An ‘enhanced’ Qur’an manuscript from Madura

Many manuscripts show evidence of multiple layers of history. For example, a 12th-century manuscript text with marginal annotations from the 15th century might be set in new decorated borders in the 19th century, or a 16th-century Mughal manuscript could have added miniatures from the 18th century. Evaluating such manuscripts depends on an accurate identification of the nature and dating of the constituent parts, and an understanding of the motivation for any additions or enhancements, whether for reasons of scholarship, conservation, beautification or deliberate manipulation, the latter most commonly for commercial gain. One such complex manuscript in the British Library is a Qur’an manuscript from Madura, Or 15877, which was acquired at a Christie’s South Kensington auction sale in London in 2001, and which just been fully digitised.

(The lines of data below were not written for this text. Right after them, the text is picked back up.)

//! Display protocol
//!
//! The host asks, per visible value: update, how many children, child `i`, and
//! optionally a one-line summary. [`DisplayAdapter`] answers those questions for
//! one value and one update cycle, turning every provider error into a
//! placeholder so a fault never spreads past the child that caused it.

use serde::Serialize;

use crate::error::InspectError;
use crate::introspect::{TypeKind, ValueHandle};
use crate::providers::{Provider, ProviderContext, SyntheticProvider};

/// Summary shown when a summary could not be produced
pub const ERROR_PLACEHOLDER: &str = "<error>";
/// Shown in place of an unreadable child value
pub const UNKNOWN_PLACEHOLDER: &str = "?";
/// Summary of an empty string or container
pub const EMPTY_PLACEHOLDER: &str = "<empty>";
/// Summary of a null value
pub const NULL_PLACEHOLDER: &str = "nullptr";

/// Terminal or typed content of a display node
#[derive(Debug, Clone, PartialEq, Eq)]
pub enum NodeValue {
    /// A located value the host can render or expand further
    Typed(ValueHandle),
    /// Precomputed text
    Text(String),
    /// An intentionally empty value
    Null,
    /// The child could not be produced
    Unavailable,
}

/// One child as seen by the host
#[derive(Debug, Clone, PartialEq, Eq)]
pub struct DisplayNode {
    pub name: String,
    pub index: usize,
    pub value: NodeValue,
}

impl DisplayNode {
    pub fn typed(name: impl Into<String>, index: usize, handle: ValueHandle) -> Self {
        Self {
            name: name.into(),
            index,
            value: NodeValue::Typed(handle),
        }
    }

    pub fn text(name: impl Into<String>, index: usize, text: impl Into<String>) -> Self {
        Self {
            name: name.into(),
            index,
            value: NodeValue::Text(text.into()),
        }
    }

    pub fn null(name: impl Into<String>, index: usize) -> Self {
        Self {
            name: name.into(),
            index,
            value: NodeValue::Null,
        }
    }

    pub fn unavailable(name: impl Into<String>, index: usize) -> Self {
        Self {
            name: name.into(),
            index,
            value: NodeValue::Unavailable,
        }
    }

    /// Element node named `[i]`
    pub fn element(index: usize, logical: usize, handle: ValueHandle) -> Self {
        Self::typed(format!("[{}]", logical), index, handle)
    }

    pub fn handle(&self) -> Option<ValueHandle> {
        match self.value {
            NodeValue::Typed(handle) => Some(handle),
            _ => None,
        }
    }
}

/// Fault-isolating front of one provider for one displayed value.
///
/// Built fresh for every update cycle; nothing is carried over between cycles.
pub struct DisplayAdapter<'a> {
    cx: ProviderContext<'a>,
    value: ValueHandle,
    provider: Provider,
    update_error: Option<InspectError>,
}

impl<'a> DisplayAdapter<'a> {
    /// Select the provider for `value` and run its update
    pub fn new(cx: ProviderContext<'a>, value: ValueHandle) -> Self {
        let provider = Provider::for_value(&cx, &value);
        let mut adapter = Self {
            cx,
            value,
            provider,
            update_error: None,
        };
        adapter.update();
        adapter
    }

    /// Re-synchronize the provider with the current memory contents
    pub fn update(&mut self) {
        self.update_error = match self.provider.update(&self.cx, self.value) {
            Ok(()) => None,
            Err(e) => {
                tracing::debug!("{}: update failed: {}", self.provider.name(), e);
                Some(e)
            }
        };
    }

    pub fn provider(&self) -> &Provider {
        &self.provider
    }

    pub fn value(&self) -> ValueHandle {
        self.value
    }

    /// Error recorded by the last update, if any
    pub fn update_error(&self) -> Option<&InspectError> {
        self.update_error.as_ref()
    }

    /// Child count; zero when it cannot be determined
    pub fn child_count(&self) -> usize {
        if self.update_error.is_some() {
            return 0;
        }
        match self.provider.child_count(&self.cx) {
            Ok(count) => count,
            Err(e) => {
                tracing::debug!("{}: child_count failed: {}", self.provider.name(), e);
                0
            }
        }
    }

    /// Child `index`; an unavailable node when it cannot be produced
    pub fn child(&mut self, index: usize) -> DisplayNode {
        if self.update_error.is_some() {
            return DisplayNode::unavailable(format!("[{}]", index), index);
        }
        match self.provider.child(&self.cx, index) {
            Ok(node) => node,
            Err(e) => {
                tracing::debug!("{}: child({}) failed: {}", self.provider.name(), index, e);
                DisplayNode::unavailable(format!("[{}]", index), index)
            }
        }
    }

    /// All children in order
    pub fn children(&mut self) -> Vec<DisplayNode> {
        (0..self.child_count()).map(|i| self.child(i)).collect()
    }

    /// One-line summary.
    ///
    /// Falls back to the host's rendering for primitive values; `None` when the
    /// value has neither a provider summary nor a primitive rendering.
    pub fn summary(&self) -> Option<String> {
        let provided = match &self.update_error {
            Some(e) => Err(e.clone()),
            None => self.provider.summary(&self.cx),
        };
        match provided {
            Ok(Some(text)) => Some(text),
            Ok(None) => self.scalar_text(),
            Err(e) => {
                tracing::debug!("{}: summary failed: {}", self.provider.name(), e);
                Some(ERROR_PLACEHOLDER.to_string())
            }
        }
    }

    fn scalar_text(&self) -> Option<String> {
        let mem = self.cx.mem;
        match mem.type_kind(self.value.ty) {
            Ok(TypeKind::Scalar(_) | TypeKind::Pointer | TypeKind::Enum) => {
                Some(match mem.scalar_text(&self.value) {
                    Ok(text) => text,
                    Err(e) => {
                        tracing::debug!("scalar rendering failed: {}", e);
                        UNKNOWN_PLACEHOLDER.to_string()
                    }
                })
            }
            _ => None,
        }
    }
}

/// Serializable form of a display node, for printing
#[derive(Debug, Clone, PartialEq, Eq, Serialize)]
pub struct RenderedNode {
    pub name: String,
    #[serde(skip_serializing_if = "Option::is_none")]
    pub type_name: Option<String>,
    #[serde(skip_serializing_if = "Option::is_none")]
    pub summary: Option<String>,
    #[serde(skip_serializing_if = "Vec::is_empty")]
    pub children: Vec<RenderedNode>,
}

impl RenderedNode {
    /// Indented text rendering, one node per line
    pub fn to_text(&self) -> String {
        let mut out = String::new();
        self.write_text(&mut out, 0);
        out
    }

    fn write_text(&self, out: &mut String, level: usize) {
        out.push_str(&"  ".repeat(level));
        out.push_str(&self.name);
        if let Some(type_name) = &self.type_name {
            out.push_str(&format!(" ({})", type_name));
        }
        if let Some(summary) = &self.summary {
            out.push_str(" = ");
            out.push_str(summary);
        }
        out.push('\n');
        for child in &self.children {
            child.write_text(out, level + 1);
        }
    }
}

#[cfg(test)]
mod tests {
    use super::*;

    #[test]
    fn test_rendered_text_layout() {
        let tree = RenderedNode {
            name: "names".to_string(),
            type_name: Some("ezDynamicArray<int>".to_string()),
            summary: None,
            children: vec![
                RenderedNode {
                    name: "m_uiCount".to_string(),
                    type_name: Some("ezUInt32".to_string()),
                    summary: Some("1".to_string()),
                    children: Vec::new(),
                },
                RenderedNode {
                    name: "[0]".to_string(),
                    type_name: None,
                    summary: Some(UNKNOWN_PLACEHOLDER.to_string()),
                    children: Vec::new(),
                },
            ],
        };

        assert_eq!(
            tree.to_text(),
            "names (ezDynamicArray<int>)\n  m_uiCount (ezUInt32) = 1\n  [0] = ?\n"
        );
    }

    #[test]
    fn test_rendered_json_omits_empty_parts() {
        let leaf = RenderedNode {
            name: "Type".to_string(),
            type_name: None,
            summary: Some("Float".to_string()),
            children: Vec::new(),
        };
        let json = serde_json::to_string(&leaf).unwrap();
        assert_eq!(json, r#"{"name":"Type","summary":"Float"}"#);
    }
}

Opening decorated pages in a Qur’an from Madura. British Library, Or 15877, ff. 1v-2r
Opening decorated pages in a Qur’an from Madura. British Library, Or 15877, ff. 1v-2r  noc

At first glance, this manuscript appears to be a typical illuminated Qur’an from Java. It is written on dluwang, Javanese paper made from the beaten bark of the mulberry tree, and has three pairs of decorated double frames at the beginning, middle and end of the book, with marginal ornaments marking every juz’ or thirtieth part of the text. The most impressive feature of this Qur’an is the calligraphy: the whole text is written in a supremely confident, dashing, cursive hand, with a pronounced forward slope, as can be seen below in the repetition of the first chapter, Surat al-Fatihah, at the end of the volume. According to the colophon below written in Javanese, this manuscript was copied by ‘Abd al-Laṭif in the hamlet of Larangan, in the village of Puri (dusun Larangan kampung Puri), which can probably be located in the regency (kabupaten) of Pamekasan, near Sumenep, on the island of Madura.

Final page of a Qur’an from Madura, with a repetition of the Surat al-Fatihah, with the colophon below in the triangular panel. British Library, Or 15877, f. 297v
Final page of a Qur’an from Madura, with a repetition of the Surat al-Fatihah, with the colophon in the triangular panel. British Library, Or 15877, f. 297v  noc

What is not typical though is a full-page illuminated frontispiece at the start of the volume. In the form of carved wooden standing screen, it is inscribed in the middle in vocalised Arabic script: Pangeran Paku Ningrat Kraton Sumeneb 1793, ‘Pangeran Paku Ningrat, the Palace of Sumeneb, 1793’. Sumenep is one of three princely courts on the island of Madura, and the Javanese year 1793 is equivalent to AD 1865. This strikingly decorated page in fact acts as a warning ‘red flag’, for such full-page representational illuminations are not found in any Qur’an tradition in Southeast Asia.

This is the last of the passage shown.